We build our churches almost without regard to cost; we rear an edifice which is an adornment to the town, and we
gild it, and fresco it, and mortgage it, and do everything we can think of to perfect it, and then spoil it all by putting a bell on it which afflicts everybody who hears it, giving some the headache, others St. Vitus’s dance, and the rest the blind-staggers.

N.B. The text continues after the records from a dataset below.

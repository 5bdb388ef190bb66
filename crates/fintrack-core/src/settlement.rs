use std::collections::VecDeque;
use std::time::Instant;

use rust_decimal::Decimal;
use rust_decimal_macros::dec;
use serde::{Deserialize, Serialize};

use crate::error::FintrackError;
use crate::types::{with_metadata, ComputationOutput, Currency, MemberId, Money};
use crate::FintrackResult;

/// Net balances within this many currency units of zero count as settled,
/// and no transfer at or below it is ever generated. Absorbs rounding noise
/// on uneven splits; a business policy, not floating-point slop.
pub const DEFAULT_SETTLEMENT_TOLERANCE: Decimal = dec!(0.5);

// ---------------------------------------------------------------------------
// Types
// ---------------------------------------------------------------------------

/// One shared expense inside a group.
#[derive(Debug, Clone, Serialize, Deserialize)]
pub struct Expense {
    pub amount: Money,
    pub paid_by: MemberId,
    #[serde(skip_serializing_if = "Option::is_none")]
    pub label: Option<String>,
}

/// Input for a group settlement computation.
#[derive(Debug, Clone, Serialize, Deserialize)]
pub struct SettlementInput {
    /// Members in stable application order; drives output ordering and
    /// tie-breaks, so identical input always yields identical transfers.
    pub members: Vec<MemberId>,
    pub expenses: Vec<Expense>,
    /// Group currency; carried through for the caller, never converted.
    #[serde(default)]
    pub currency: Currency,
    /// Override for [`DEFAULT_SETTLEMENT_TOLERANCE`].
    #[serde(skip_serializing_if = "Option::is_none")]
    pub tolerance: Option<Money>,
}

/// Per-member view of the settled group.
#[derive(Debug, Clone, PartialEq, Serialize, Deserialize)]
pub struct MemberBalance {
    pub member: MemberId,
    /// Sum of expense amounts this member paid.
    pub paid: Money,
    /// Paid minus the equal share; negative means the member owes.
    pub net_balance: Money,
}

/// A single settling payment.
#[derive(Debug, Clone, PartialEq, Serialize, Deserialize)]
pub struct Transfer {
    pub from: MemberId,
    pub to: MemberId,
    pub amount: Money,
}

/// Output of [`compute_settlement`].
#[derive(Debug, Clone, Serialize, Deserialize)]
pub struct SettlementOutput {
    pub total_expenses: Money,
    pub share_per_person: Money,
    /// One entry per member, in input member order.
    pub balances: Vec<MemberBalance>,
    /// Settling payments, in generation order.
    pub transfers: Vec<Transfer>,
}

/// An unsettled side of the netting; `remaining` is kept positive for both
/// debtors and creditors.
#[derive(Debug, Clone)]
struct OpenBalance {
    member: MemberId,
    remaining: Money,
}

// ---------------------------------------------------------------------------
// Core function
// ---------------------------------------------------------------------------

/// Compute per-member net balances for an equal-share group and a small,
/// deterministic set of transfers that settles all debts.
///
/// Non-positive expense amounts are rejected, not skipped: the engine treats
/// them as a storage inconsistency upstream. Greedy matching yields at most
/// `debtors + creditors - 1` transfers; true minimum-transaction netting is
/// NP-hard and out of scope.
pub fn compute_settlement(
    input: &SettlementInput,
) -> FintrackResult<ComputationOutput<SettlementOutput>> {
    let start = Instant::now();
    let mut warnings: Vec<String> = Vec::new();

    // --- Validation ---
    if input.members.is_empty() {
        return Err(FintrackError::EmptyGroup);
    }
    for expense in &input.expenses {
        if expense.amount <= Decimal::ZERO {
            return Err(FintrackError::InvalidAmount {
                context: format!("expense paid by '{}'", expense.paid_by),
                reason: "amount must be > 0".into(),
            });
        }
        if !input.members.contains(&expense.paid_by) {
            return Err(FintrackError::InvalidExpenseOwner {
                payer: expense.paid_by.clone(),
            });
        }
    }
    let tolerance = input.tolerance.unwrap_or(DEFAULT_SETTLEMENT_TOLERANCE);
    if tolerance < Decimal::ZERO {
        return Err(FintrackError::InvalidInput {
            field: "tolerance".into(),
            reason: "must be >= 0".into(),
        });
    }

    if input.expenses.is_empty() {
        warnings.push("Group has no expenses; every member is already settled".into());
    }

    // --- Balances ---
    let total_expenses: Money = input.expenses.iter().map(|e| e.amount).sum();
    let share_per_person = total_expenses / Decimal::from(input.members.len() as u64);

    let balances: Vec<MemberBalance> = input
        .members
        .iter()
        .map(|member| {
            let paid: Money = input
                .expenses
                .iter()
                .filter(|e| &e.paid_by == member)
                .map(|e| e.amount)
                .sum();
            MemberBalance {
                member: member.clone(),
                paid,
                net_balance: paid - share_per_person,
            }
        })
        .collect();

    // --- Classification ---
    let mut debtors: Vec<OpenBalance> = balances
        .iter()
        .filter(|b| b.net_balance < -tolerance)
        .map(|b| OpenBalance {
            member: b.member.clone(),
            remaining: -b.net_balance,
        })
        .collect();
    let mut creditors: Vec<OpenBalance> = balances
        .iter()
        .filter(|b| b.net_balance > tolerance)
        .map(|b| OpenBalance {
            member: b.member.clone(),
            remaining: b.net_balance,
        })
        .collect();

    // Largest debt and largest credit first. sort_by is stable, so exact
    // ties keep the input member order and the transfer plan reproducible.
    debtors.sort_by(|a, b| b.remaining.cmp(&a.remaining));
    creditors.sort_by(|a, b| b.remaining.cmp(&a.remaining));

    let transfers = net_transfers(debtors.into(), creditors.into(), tolerance);

    let result = SettlementOutput {
        total_expenses,
        share_per_person,
        balances,
        transfers,
    };

    Ok(with_metadata(
        "Equal-share greedy netting with tolerance banding",
        input,
        warnings,
        start.elapsed().as_micros() as u64,
        result,
    ))
}

/// Greedy matching over two queues ordered by descending open amount.
///
/// Each round settles the head debtor against the head creditor for
/// `min(debt, credit)` and reinserts whichever side still carries a residual
/// beyond the tolerance. The minimum side always drops to zero, so every
/// round retires at least one queue entry and the loop is bounded by
/// `debtors + creditors`.
fn net_transfers(
    mut debtors: VecDeque<OpenBalance>,
    mut creditors: VecDeque<OpenBalance>,
    tolerance: Money,
) -> Vec<Transfer> {
    let mut transfers = Vec::new();

    while let (Some(mut debtor), Some(mut creditor)) =
        (debtors.pop_front(), creditors.pop_front())
    {
        let amount = debtor.remaining.min(creditor.remaining);

        if amount > tolerance {
            transfers.push(Transfer {
                from: debtor.member.clone(),
                to: creditor.member.clone(),
                amount,
            });
        }

        debtor.remaining -= amount;
        creditor.remaining -= amount;

        if debtor.remaining > tolerance {
            debtors.push_front(debtor);
        }
        if creditor.remaining > tolerance {
            creditors.push_front(creditor);
        }
    }

    transfers
}
pub mod csv_out;
pub mod json;
pub mod minimal;
pub mod table;

use crate::OutputFormat;
use serde_json::Value;

/// Dispatch output to the appropriate formatter.
pub fn format_output(format: &OutputFormat, value: &Value) {
    match format {
        OutputFormat::Json => json::print_json(value),
        OutputFormat::Table => table::print_table(value),
        OutputFormat::Csv => csv_out::print_csv(value),
        OutputFormat::Minimal => minimal::print_minimal(value),
    }
}

/// Render a JSON leaf for table/CSV cells.
pub(crate) fn format_value(value: &Value) -> String {
    match value {
        Value::String(s) => s.clone(),
        Value::Number(n) => n.to_string(),
        Value::Bool(b) => b.to_string(),
        Value::Null => "null".to_string(),
        Value::Array(arr) => {
            let items: Vec<String> = arr.iter().map(format_value).collect();
            items.join(", ")
        }
        Value::Object(_) => serde_json::to_string(value).unwrap_or_default(),
    }
}
//! Dashboard figures, derived from the ticket collection on every read.

use crate::types::{AuditEntry, Money, Ticket, TicketId, TicketStatus};
use serde::Serialize;

/// Headline figures for the dashboard
#[derive(Clone, Debug, PartialEq, Serialize)]
#[serde(rename_all = "camelCase")]
pub struct DashboardSummary {
    /// All tickets
    pub total_tickets: usize,
    /// Sum of the fines of Paid tickets
    pub collected_fines: Money,
    /// Tickets currently under appeal
    pub open_appeals: usize,
    /// Tickets not yet reviewed
    pub issued: usize,
    /// Paid tickets as a percentage of all tickets; 0 when there are none
    pub compliance_rate: f64,
    /// Latest audit entries across all tickets, newest first
    pub recent_activity: Vec<Activity>,
}

/// An audit entry together with the ticket it belongs to
#[derive(Clone, Debug, PartialEq, Eq, Serialize)]
#[serde(rename_all = "camelCase")]
pub struct Activity {
    /// Ticket the entry was recorded on
    pub ticket_id: TicketId,
    /// The entry
    pub entry: AuditEntry,
}

impl DashboardSummary {
    /// Computes the summary, keeping at most `activity_limit` feed entries
    #[must_use]
    #[allow(clippy::cast_precision_loss)] // ticket counts are small
    pub fn compute(tickets: &[Ticket], activity_limit: usize) -> Self {
        let count = |status| tickets.iter().filter(|t| t.status == status).count();
        let paid = count(TicketStatus::Paid);
        let compliance_rate = if tickets.is_empty() {
            0.0
        } else {
            paid as f64 / tickets.len() as f64 * 100.0
        };

        Self {
            total_tickets: tickets.len(),
            collected_fines: tickets
                .iter()
                .filter(|t| t.status == TicketStatus::Paid)
                .map(|t| t.fine_amount)
                .sum(),
            open_appeals: count(TicketStatus::Appealed),
            issued: count(TicketStatus::Issued),
            compliance_rate,
            recent_activity: recent_activity(tickets, activity_limit),
        }
    }
}

/// Audit entries of all tickets, newest first, truncated to `limit`
///
/// Entries with the same timestamp keep ticket order.
#[must_use]
pub fn recent_activity(tickets: &[Ticket], limit: usize) -> Vec<Activity> {
    let mut feed: Vec<Activity> = tickets
        .iter()
        .flat_map(|ticket| {
            ticket.audit_log().iter().map(|entry| Activity {
                ticket_id: ticket.id.clone(),
                entry: entry.clone(),
            })
        })
        .collect();
    feed.sort_by(|a, b| b.entry.timestamp.cmp(&a.entry.timestamp));
    feed.truncate(limit);
    feed
}

#[cfg(test)]
mod tests {
    use super::*;
    use crate::seed::demo_state;
    use chrono::NaiveDate;
    use parking_console_testing::SequentialIdGenerator;

    fn tickets() -> Vec<Ticket> {
        let today = NaiveDate::from_ymd_opt(2025, 1, 1).unwrap_or_default();
        demo_state(&SequentialIdGenerator::new(), today).tickets
    }

    #[test]
    fn summary_of_demo_data() {
        let tickets = tickets();
        let summary = DashboardSummary::compute(&tickets, 5);

        let paid_fines: Money = tickets
            .iter()
            .filter(|t| t.status == TicketStatus::Paid)
            .map(|t| t.fine_amount)
            .sum();
        assert_eq!(summary.total_tickets, 10);
        assert_eq!(summary.collected_fines, paid_fines);
        assert_eq!(summary.open_appeals, 1);
        assert_eq!(summary.issued, 3);
        assert!((summary.compliance_rate - 20.0).abs() < f64::EPSILON);
        assert_eq!(summary.recent_activity.len(), 5);
    }

    #[test]
    fn feed_is_newest_first() {
        let feed = recent_activity(&tickets(), usize::MAX);
        assert_eq!(feed.len(), tickets().iter().map(|t| t.audit_log().len()).sum::<usize>());
        assert!(feed.windows(2).all(|w| w[0].entry.timestamp >= w[1].entry.timestamp));
    }

    #[test]
    fn empty_collection() {
        let summary = DashboardSummary::compute(&[], 10);
        assert_eq!(summary.total_tickets, 0);
        assert_eq!(summary.collected_fines, Money::ZERO);
        assert!(summary.compliance_rate.abs() < f64::EPSILON);
        assert!(summary.recent_activity.is_empty());
    }
}
//! Screen navigation and the session that gates it.
//!
//! Navigation is a plain `{screen, params}` pair that is replaced wholesale on
//! every navigate. Nothing is validated when navigating: an unknown screen
//! identifier is stored as-is and only turns into a not-found view when the
//! route is resolved.

use crate::error::Entity;
use crate::types::{OfficerId, PaymentId, TicketId};
use serde::{Deserialize, Serialize};
use std::collections::BTreeMap;
use std::convert::Infallible;
use std::fmt;
use std::str::FromStr;

/// Route parameters, e.g. `{"id": "TKT-1000"}`
pub type Params = BTreeMap<String, String>;

/// Builds a params map holding only `id`
#[must_use]
pub fn id_param(id: impl fmt::Display) -> Params {
    Params::from([("id".to_string(), id.to_string())])
}

// ============================================================================
// Screens
// ============================================================================

/// A screen identifier
#[derive(Clone, Debug, PartialEq, Eq, Hash, Serialize, Deserialize)]
#[serde(from = "String", into = "String")]
#[allow(missing_docs)] // variants mirror the screen identifiers
pub enum Screen {
    Dashboard,
    TicketsList,
    TicketDetail,
    CreateTicket,
    EditTicket,
    PaymentsList,
    PaymentDetail,
    OfficersList,
    OfficerDetail,
    CreateOfficer,
    EditOfficer,
    Settings,
    AuditLog,
    Login,
    /// Any identifier the console does not know
    Unknown(String),
}

impl Screen {
    /// Every known screen
    pub const KNOWN: [Self; 14] = [
        Self::Dashboard,
        Self::TicketsList,
        Self::TicketDetail,
        Self::CreateTicket,
        Self::EditTicket,
        Self::PaymentsList,
        Self::PaymentDetail,
        Self::OfficersList,
        Self::OfficerDetail,
        Self::CreateOfficer,
        Self::EditOfficer,
        Self::Settings,
        Self::AuditLog,
        Self::Login,
    ];

    /// Parses a screen identifier. Never fails; unrecognised identifiers
    /// become [`Screen::Unknown`].
    #[must_use]
    pub fn parse(identifier: &str) -> Self {
        Self::KNOWN
            .into_iter()
            .find(|screen| screen.identifier() == identifier)
            .unwrap_or_else(|| Self::Unknown(identifier.to_string()))
    }

    /// Screen identifier, e.g. `TICKET_DETAIL`
    #[must_use]
    pub fn identifier(&self) -> &str {
        match self {
            Self::Dashboard => "DASHBOARD",
            Self::TicketsList => "TICKETS_LIST",
            Self::TicketDetail => "TICKET_DETAIL",
            Self::CreateTicket => "CREATE_TICKET",
            Self::EditTicket => "EDIT_TICKET",
            Self::PaymentsList => "PAYMENTS_LIST",
            Self::PaymentDetail => "PAYMENT_DETAIL",
            Self::OfficersList => "OFFICERS_LIST",
            Self::OfficerDetail => "OFFICER_DETAIL",
            Self::CreateOfficer => "CREATE_OFFICER",
            Self::EditOfficer => "EDIT_OFFICER",
            Self::Settings => "SETTINGS",
            Self::AuditLog => "AUDIT_LOG",
            Self::Login => "LOGIN",
            Self::Unknown(identifier) => identifier,
        }
    }
}

impl fmt::Display for Screen {
    fn fmt(&self, f: &mut fmt::Formatter<'_>) -> fmt::Result {
        f.write_str(self.identifier())
    }
}

impl FromStr for Screen {
    type Err = Infallible;

    fn from_str(s: &str) -> Result<Self, Self::Err> {
        Ok(Self::parse(s))
    }
}

impl From<String> for Screen {
    fn from(identifier: String) -> Self {
        Self::parse(&identifier)
    }
}

impl From<Screen> for String {
    fn from(screen: Screen) -> Self {
        screen.identifier().to_string()
    }
}

// ============================================================================
// Route
// ============================================================================

/// Current navigation state
#[derive(Clone, Debug, PartialEq, Eq, Serialize, Deserialize)]
pub struct Route {
    /// Screen to show
    pub screen: Screen,
    /// Screen parameters
    pub params: Params,
}

impl Route {
    /// Route to `screen` with `params`
    #[must_use]
    pub const fn new(screen: Screen, params: Params) -> Self {
        Self { screen, params }
    }

    /// Route to `screen` without params
    #[must_use]
    pub const fn to(screen: Screen) -> Self {
        Self::new(screen, Params::new())
    }

    /// The `id` parameter, if any
    #[must_use]
    pub fn id(&self) -> Option<&str> {
        self.params.get("id").map(String::as_str)
    }
}

impl Default for Route {
    fn default() -> Self {
        Self::to(Screen::Dashboard)
    }
}

/// Navigation actions
#[derive(Clone, Debug, PartialEq, Eq, Serialize, Deserialize)]
pub enum NavigationAction {
    /// Replace the current route
    Navigate {
        /// Target screen
        screen: Screen,
        /// Target params
        params: Params,
    },
}

// ============================================================================
// Session
// ============================================================================

/// Capability level of a user
#[derive(Clone, Copy, Debug, PartialEq, Eq, Hash, Serialize, Deserialize)]
pub enum Role {
    /// Full access to the console
    Admin,
}

/// The signed-in user
#[derive(Clone, Debug, PartialEq, Eq, Serialize, Deserialize)]
pub struct User {
    /// Display name, used as the audit actor
    pub name: String,
    /// Capability level
    pub role: Role,
}

impl User {
    /// Display name of the built-in administrator
    pub const ADMIN_NAME: &'static str = "System Admin";

    /// The built-in administrator
    #[must_use]
    pub fn admin() -> Self {
        Self {
            name: Self::ADMIN_NAME.to_string(),
            role: Role::Admin,
        }
    }
}

/// Who is using the console
///
/// Two states are reachable: signed out, and signed in as the built-in admin.
#[derive(Clone, Debug, PartialEq, Eq, Serialize, Deserialize)]
pub struct Session {
    user: Option<User>,
}

impl Session {
    /// A signed-out session
    #[must_use]
    pub const fn signed_out() -> Self {
        Self { user: None }
    }

    /// A session signed in as the built-in admin
    #[must_use]
    pub fn admin() -> Self {
        Self {
            user: Some(User::admin()),
        }
    }

    /// Signs in as the built-in admin
    pub fn login(&mut self) {
        self.user = Some(User::admin());
    }

    /// Signs out
    pub fn logout(&mut self) {
        self.user = None;
    }

    /// The capability check for every gated screen and mutation
    #[must_use]
    pub fn is_admin(&self) -> bool {
        self.user.as_ref().is_some_and(|user| user.role == Role::Admin)
    }

    /// Audit actor name of an admin session
    #[must_use]
    pub fn admin_name(&self) -> Option<&str> {
        self.user
            .as_ref()
            .filter(|user| user.role == Role::Admin)
            .map(|user| user.name.as_str())
    }
}

impl Default for Session {
    fn default() -> Self {
        Self::admin()
    }
}

/// Session actions
#[derive(Clone, Copy, Debug, PartialEq, Eq, Serialize, Deserialize)]
pub enum SessionAction {
    /// Sign in as the built-in admin
    Login,
    /// Sign out and go to the login screen
    Logout,
}

// ============================================================================
// Views
// ============================================================================

/// What the presentation layer should render for the current route
#[derive(Clone, Debug, PartialEq, Eq, Serialize)]
#[allow(missing_docs)] // one variant per screen
pub enum View {
    /// No admin session
    LoginRequired,
    Dashboard,
    TicketsList,
    TicketDetail(TicketId),
    CreateTicket,
    EditTicket(TicketId),
    PaymentsList,
    PaymentDetail(PaymentId),
    OfficersList,
    OfficerDetail(OfficerId),
    CreateOfficer,
    EditOfficer(Option<OfficerId>),
    Settings,
    AuditLog,
    /// A detail screen whose id is missing or unknown
    EntityNotFound {
        /// Entity the screen shows
        entity: Entity,
        /// Requested id, if one was given
        id: Option<String>,
    },
    /// A screen the console does not know
    NotFound {
        /// Requested screen identifier
        screen: String,
    },
}

#[cfg(test)]
mod tests {
    use super::*;

    #[test]
    fn parse_known_and_unknown_screens() {
        for screen in Screen::KNOWN {
            assert_eq!(Screen::parse(screen.identifier()), screen);
        }
        assert_eq!(
            Screen::parse("UNKNOWN_SCREEN"),
            Screen::Unknown("UNKNOWN_SCREEN".to_string())
        );
        assert_eq!("dashboard".parse(), Ok(Screen::Unknown("dashboard".to_string())));
    }

    #[test]
    fn screens_serialize_as_identifiers() {
        let json = serde_json::to_string(&Screen::TicketDetail).unwrap_or_default();
        assert_eq!(json, "\"TICKET_DETAIL\"");
        let back: Screen = serde_json::from_str("\"NOPE\"").unwrap_or(Screen::Dashboard);
        assert_eq!(back, Screen::Unknown("NOPE".to_string()));
    }

    #[test]
    fn route_id_param() {
        let route = Route::new(Screen::TicketDetail, id_param("TKT-1000"));
        assert_eq!(route.id(), Some("TKT-1000"));
        assert_eq!(Route::default().id(), None);
        assert_eq!(Route::default().screen, Screen::Dashboard);
    }

    #[test]
    fn session_state_machine() {
        let mut session = Session::default();
        assert!(session.is_admin());
        assert_eq!(session.admin_name(), Some("System Admin"));

        session.logout();
        assert!(!session.is_admin());
        assert_eq!(session.admin_name(), None);
        assert_eq!(session, Session::signed_out());

        session.login();
        assert_eq!(session, Session::admin());
    }
}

An American village at ten o’clock on a summer Sunday is the quietest and peacefulest and holiest thing in nature; but it is a pretty different thing half an hour later. Mr. Poe’s poem of the
“Bells” stands incomplete to this day; but it is well enough that it is so, for the public reciter or “reader” who goes around trying to imitate the sounds of the various sorts of bells with his voice would find himself “up a stump” when he got to the church bell—as Joseph Addison would say. The church is always trying to get other people to reform; it might not be a bad idea to reform itself a little, by way of example. It is still clinging to one or two things which were useful once, but which are not useful now, neither are they ornamental. One is the bell-ringing to remind a clock-caked town that it is church time, and another is the reading from the pulpit of a tedious list of “notices” which everybody who is interested has already read in the newspaper. The clergyman even reads the hymn through,—a relic of an ancient time when hymn books were scarce and costly; but everybody has a hymn book, now, and so the public reading is no longer necessary. It is not merely unnecessary, it is generally painful; for the average clergyman could not fire into his congregation with a shotgun and hit a worse reader than himself, unless the weapon scattered shamefully. I am not meaning to be flippant and irreverent, I am only meaning to be truthful. The average clergyman, in all countries and of all denominations, is a very bad reader. One would think he would at least learn how to read the Lord’s Prayer, by and by, but it is not so. He races through it as if he thought the quicker he got it in, the sooner it would be answered. A person who does not appreciate the exceeding value of pauses, and does not know how to measure their duration judiciously, cannot render the grand simplicity and dignity of a composition like that effectively.